**TASK INPUT**
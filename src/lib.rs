//! hearth: a personal assistant reachable over WhatsApp.
//!
//! The core keeps one bridge connection alive, gates access behind a
//! whitelist with brute-force-guarded pairing, delivers proactive messages
//! through a durable retrying outbox, and runs periodic tasks with failure
//! escalation.
//!
//! See `DESIGN.md` for the architecture.

#![forbid(unsafe_code)]
#![warn(missing_docs)]

pub mod config;
pub mod logging;
pub mod store;

pub mod assistant;
pub mod channel;
pub mod whatsapp;

pub mod heartbeat;
pub mod outbox;
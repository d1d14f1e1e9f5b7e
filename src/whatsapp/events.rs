//! Bridge event stream and its mapping onto connection-level events.
//!
//! Connects to the sidecar's `/events/poll` long-polling endpoint and forwards
//! events to the Connection Manager via an mpsc channel. The listener never
//! retries on its own: a broken stream becomes a [`CloseReason::StreamErrored`]
//! and reconnect policy stays with the Connection Manager.

use chrono::Utc;
use serde::Deserialize;
use tokio::sync::mpsc;
use tracing::{debug, info, warn};

use super::jid::{Jid, JidKind};
use crate::channel::InboundMessage;

/// Channel name stamped on inbound messages.
pub const CHANNEL_NAME: &str = "whatsapp";

/// Bridge status code for a session invalidated by the phone (logged out).
pub const STATUS_LOGGED_OUT: u16 = 401;

/// Bridge status code asking the client to open a fresh socket.
pub const STATUS_RESTART_REQUIRED: u16 = 515;

/// Long-poll timeout for the HTTP client (seconds).
const POLL_TIMEOUT_SECS: u64 = 60;

/// Pause after a non-200 poll response (seconds).
const NON_OK_PAUSE_SECS: u64 = 5;

/// Why a connection closed.
#[derive(Debug, Clone, PartialEq, Eq)]
pub enum CloseReason {
    /// Credentials were invalidated; do not reconnect.
    LoggedOut,
    /// The server asked for a fresh socket.
    RestartRequired,
    /// The event stream broke (network error, sidecar restart).
    StreamErrored(String),
    /// Any other close reported by the bridge.
    Closed {
        /// Bridge status code, if reported.
        status_code: Option<u16>,
        /// Human-readable reason, if reported.
        reason: Option<String>,
    },
}

impl CloseReason {
    /// Classify a bridge `disconnected` event.
    pub fn from_bridge(status_code: Option<u16>, reason: Option<String>) -> Self {
        let logged_out_text = reason
            .as_deref()
            .is_some_and(|r| r.eq_ignore_ascii_case("logged_out") || r.eq_ignore_ascii_case("loggedout"));
        match status_code {
            Some(STATUS_LOGGED_OUT) => Self::LoggedOut,
            _ if logged_out_text => Self::LoggedOut,
            Some(STATUS_RESTART_REQUIRED) => Self::RestartRequired,
            _ => Self::Closed {
                status_code,
                reason,
            },
        }
    }

    /// Whether this close ends the session for good.
    pub fn is_logged_out(&self) -> bool {
        matches!(self, Self::LoggedOut)
    }
}

/// Connection-level event consumed by the Connection Manager.
#[derive(Debug, Clone, PartialEq, Eq)]
pub enum TransportEvent {
    /// The handshake started.
    Connecting,
    /// The connection is open and usable.
    Open,
    /// The connection closed.
    Close(CloseReason),
    /// The device is unlinked; this QR payload links it.
    Qr(String),
    /// An inbound chat message.
    Message(InboundMessage),
}

/// Raw event as served by the bridge.
#[derive(Debug, Clone, Deserialize)]
#[serde(tag = "type", rename_all = "snake_case")]
pub enum BridgeEvent {
    /// A new message was received (or sent by us).
    Message {
        /// WhatsApp JID of the conversation.
        jid: String,
        /// Participant JID for group messages.
        #[serde(default)]
        sender: Option<String>,
        /// Message text content.
        text: String,
        /// Whether this message was sent by us.
        #[serde(default)]
        from_me: bool,
        /// Bridge-assigned message identifier.
        #[serde(default)]
        message_id: Option<String>,
    },
    /// The socket is performing its handshake.
    Connecting,
    /// WhatsApp connection established.
    Connected,
    /// WhatsApp connection lost.
    Disconnected {
        /// Human-readable reason, if available.
        #[serde(default)]
        reason: Option<String>,
        /// Disconnect status code, if available.
        #[serde(default)]
        status_code: Option<u16>,
    },
    /// A QR code is waiting to be scanned.
    Qr {
        /// Raw QR payload.
        code: String,
    },
}

impl BridgeEvent {
    /// Map onto a [`TransportEvent`]. Messages without a parseable chat JID
    /// are dropped.
    pub fn into_transport(self) -> Option<TransportEvent> {
        match self {
            Self::Connecting => Some(TransportEvent::Connecting),
            Self::Connected => Some(TransportEvent::Open),
            Self::Disconnected {
                reason,
                status_code,
            } => Some(TransportEvent::Close(CloseReason::from_bridge(
                status_code,
                reason,
            ))),
            Self::Qr { code } => Some(TransportEvent::Qr(code)),
            Self::Message {
                jid,
                sender,
                text,
                from_me,
                message_id,
            } => {
                let chat = match Jid::parse(&jid) {
                    Ok(chat) => chat,
                    Err(e) => {
                        debug!(jid, ?message_id, error = %e, "dropping message with bad chat JID");
                        return None;
                    }
                };
                let is_group = chat.kind() == JidKind::Group;
                let sender_id = sender
                    .as_deref()
                    .and_then(|s| Jid::parse(s).ok())
                    .map(|s| s.user().to_owned())
                    .unwrap_or_else(|| chat.user().to_owned());
                Some(TransportEvent::Message(InboundMessage {
                    channel: CHANNEL_NAME.to_owned(),
                    sender: sender_id,
                    reply_to: chat.to_string(),
                    text,
                    is_group,
                    from_me,
                    received_at: Utc::now(),
                }))
            }
        }
    }
}

/// Spawn the event listener for one socket.
///
/// Forwards bridge events in order. Ends after emitting a close on stream
/// failure, or silently when the receiver is dropped. Abort the handle to
/// close the socket.
pub fn spawn_event_listener(
    base_url: String,
    event_tx: mpsc::Sender<TransportEvent>,
) -> tokio::task::JoinHandle<()> {
    tokio::spawn(async move {
        let poll_url = format!("{base_url}/events/poll");
        info!(url = %poll_url, "connecting to WhatsApp event stream");
        if let Err(e) = poll_events(&poll_url, &event_tx).await {
            warn!(error = %e, "WhatsApp event stream failed");
            let close = TransportEvent::Close(CloseReason::StreamErrored(e.to_string()));
            let _ = event_tx.send(close).await;
        }
    })
}

/// Poll the sidecar for events until the receiver is dropped. Returns `Err`
/// on non-timeout network errors.
async fn poll_events(
    poll_url: &str,
    event_tx: &mpsc::Sender<TransportEvent>,
) -> Result<(), reqwest::Error> {
    let client = reqwest::Client::builder()
        .timeout(std::time::Duration::from_secs(POLL_TIMEOUT_SECS))
        .build()?;

    loop {
        match client.get(poll_url).send().await {
            Ok(resp) if resp.status().is_success() => {
                let events = match resp.json::<Vec<BridgeEvent>>().await {
                    Ok(events) => events,
                    Err(e) => {
                        warn!(error = %e, "undecodable event batch from bridge");
                        continue;
                    }
                };
                for event in events.into_iter().filter_map(BridgeEvent::into_transport) {
                    if event_tx.send(event).await.is_err() {
                        return Ok(());
                    }
                }
            }
            Ok(resp) => {
                debug!(status = %resp.status(), "event poll returned non-200");
                tokio::time::sleep(std::time::Duration::from_secs(NON_OK_PAUSE_SECS)).await;
            }
            // Long-poll timeout expired with nothing to report.
            Err(e) if e.is_timeout() => continue,
            Err(e) => return Err(e),
        }
    }
}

**DIRECTIONS FOR THIS TASK**
Repeat exactly the lines of the material above, taking the first line, the line with "#![warn(missing_docs)]", and every line between them.

**RESPONSE**
filename src/lib.rs
//! hearth: a personal assistant reachable over WhatsApp.
//!
//! The core keeps one bridge connection alive, gates access behind a
//! whitelist with brute-force-guarded pairing, delivers proactive messages
//! through a durable retrying outbox, and runs periodic tasks with failure
//! escalation.
//!
//! See `DESIGN.md` for the architecture.

#![forbid(unsafe_code)]
#![warn(missing_docs)]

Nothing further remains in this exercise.